Pero no habrá Muknal de verano, por eso no voy camino a Quechulac. Solía pensar que al recoger los cadáveres frescos de insectos y animales pequeños que mueren en la Ciudad para ir a sepultar sus cuerpos en el campo les daba yo el final más grato y decoroso imaginable. Pero tras haber vivido mi muerte en una cima nevada, la idea me parece ahora aberrante y bastante ridícula. Además, los kleirápsidos vaciaron de bichos muertos las cestas refrigerantes. Sin duda se las arreglaron para conducirlos montaña abajo, fuera del área nevada: No importa cuantas veces murieran de frío o de hambre por el camino, mientras haya cerca una criatura de esas, tendrán más vidas que un protagonista de videojuego.
Comienza a caer la tarde y vuelo ahora sobre nubes que prometen lluvia.
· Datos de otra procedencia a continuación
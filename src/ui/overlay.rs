use crate::calc::IndexedDay;
use chrono::NaiveDate;
use crossterm::event::KeyCode;
use ratatui::layout::{Position, Rect};
use std::cell::Cell;
use std::rc::Rc;

/// Counts the dismissal listeners (Escape key, outside click) currently
/// attached. Cloning shares the same counter.
#[derive(Clone, Debug, Default)]
pub struct ListenerRegistry {
    active: Rc<Cell<usize>>,
}

impl ListenerRegistry {
    pub fn acquire(&self) -> DismissListeners {
        self.active.set(self.active.get() + 1);
        tracing::debug!(active = self.active(), "dismiss listeners attached");
        DismissListeners {
            active: Rc::clone(&self.active),
            panel: None,
            close: None,
        }
    }

    pub fn active(&self) -> usize {
        self.active.get()
    }
}

/// Held for as long as the overlay is open; dropping it detaches the listeners.
/// Dismissal input is routed through the guard, so input only reaches a
/// listener while the guard is alive.
#[derive(Debug)]
pub struct DismissListeners {
    active: Rc<Cell<usize>>,
    panel: Option<Rect>,
    close: Option<Rect>,
}

impl DismissListeners {
    /// Screen areas of the panel and its close control from the last draw.
    pub fn set_bounds(&mut self, panel: Rect, close: Rect) {
        self.panel = Some(panel);
        self.close = Some(close);
    }

    pub fn on_key(&self, code: KeyCode) -> bool {
        matches!(code, KeyCode::Esc | KeyCode::Enter)
    }

    /// True for a click on the close control or anywhere outside the panel.
    pub fn on_click(&self, pos: Position) -> bool {
        let on_close = self.close.is_some_and(|r| r.contains(pos));
        let inside = self.panel.is_some_and(|r| r.contains(pos));
        on_close || !inside
    }
}

impl Drop for DismissListeners {
    fn drop(&mut self) {
        self.active.set(self.active.get().saturating_sub(1));
        tracing::debug!(active = self.active.get(), "dismiss listeners detached");
    }
}

/// Detail panel for one month-grid date with its full session list.
#[derive(Debug)]
pub struct DetailOverlay {
    pub date: NaiveDate,
    pub day: IndexedDay,
    listeners: DismissListeners,
}

impl DetailOverlay {
    pub fn open(date: NaiveDate, day: IndexedDay, registry: &ListenerRegistry) -> Self {
        DetailOverlay {
            date,
            day,
            listeners: registry.acquire(),
        }
    }

    pub fn listeners(&self) -> &DismissListeners {
        &self.listeners
    }

    pub fn listeners_mut(&mut self) -> &mut DismissListeners {
        &mut self.listeners
    }
}

#[cfg(test)]
mod tests {
    use super::*;

    #[test]
    fn test_acquire_and_drop_balances() {
        let registry = ListenerRegistry::default();
        let guard = registry.acquire();
        assert_eq!(registry.active(), 1);
        drop(guard);
        assert_eq!(registry.active(), 0);
    }

    #[test]
    fn test_overlay_releases_on_drop() {
        let registry = ListenerRegistry::default();
        let date = NaiveDate::from_ymd_opt(2024, 6, 3).unwrap();
        let mut slot = Some(DetailOverlay::open(date, IndexedDay::default(), &registry));
        assert_eq!(registry.active(), 1);
        slot = None;
        assert!(slot.is_none());
        assert_eq!(registry.active(), 0);
    }

    #[test]
    fn test_key_dismissal() {
        let registry = ListenerRegistry::default();
        let guard = registry.acquire();
        assert!(guard.on_key(KeyCode::Esc));
        assert!(guard.on_key(KeyCode::Enter));
        assert!(!guard.on_key(KeyCode::Char('n')));
        assert!(!guard.on_key(KeyCode::Left));
    }

    #[test]
    fn test_click_dismissal_uses_bounds() {
        let registry = ListenerRegistry::default();
        let mut guard = registry.acquire();
        let panel = Rect::new(10, 5, 40, 20);
        let close = Rect::new(45, 5, 3, 1);
        guard.set_bounds(panel, close);
        assert!(!guard.on_click(Position::new(20, 10)));
        assert!(guard.on_click(Position::new(46, 5)));
        assert!(guard.on_click(Position::new(0, 0)));
        assert!(guard.on_click(Position::new(60, 10)));
    }

    #[test]
    fn test_click_before_first_draw_dismisses() {
        let registry = ListenerRegistry::default();
        let guard = registry.acquire();
        assert!(guard.on_click(Position::new(20, 10)));
    }

    #[test]
    fn test_replacing_overlay_does_not_leak() {
        let registry = ListenerRegistry::default();
        let date = NaiveDate::from_ymd_opt(2024, 6, 3).unwrap();
        let mut slot = Some(DetailOverlay::open(date, IndexedDay::default(), &registry));
        assert!(slot.is_some());
        slot = Some(DetailOverlay::open(date, IndexedDay::default(), &registry));
        assert_eq!(registry.active(), 1);
        drop(slot);
        assert_eq!(registry.active(), 0);
    }
}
Ya casi llegamos. Pienso en el Pico de Orizaba, recibiendo especímenes inmigrantes de varias especies. ¿Habré desencadenado un cataclismo ecológico? Prefiero pensar mejor en las docenas de grillos que sé que hicieron el viaje conmigo y que ahora seguro enamoran con su musiquilla a los kleirápsidos que los escoltan. Imagino a unos y a otros en un éxodo festivo, avanzando montaña abajo, cantando y bailando para darse calor. Y dejándose aquellos morir de vez en cuando, por pura gratitud y reciprocidad por cada nueva oportunidad de volver a cantar.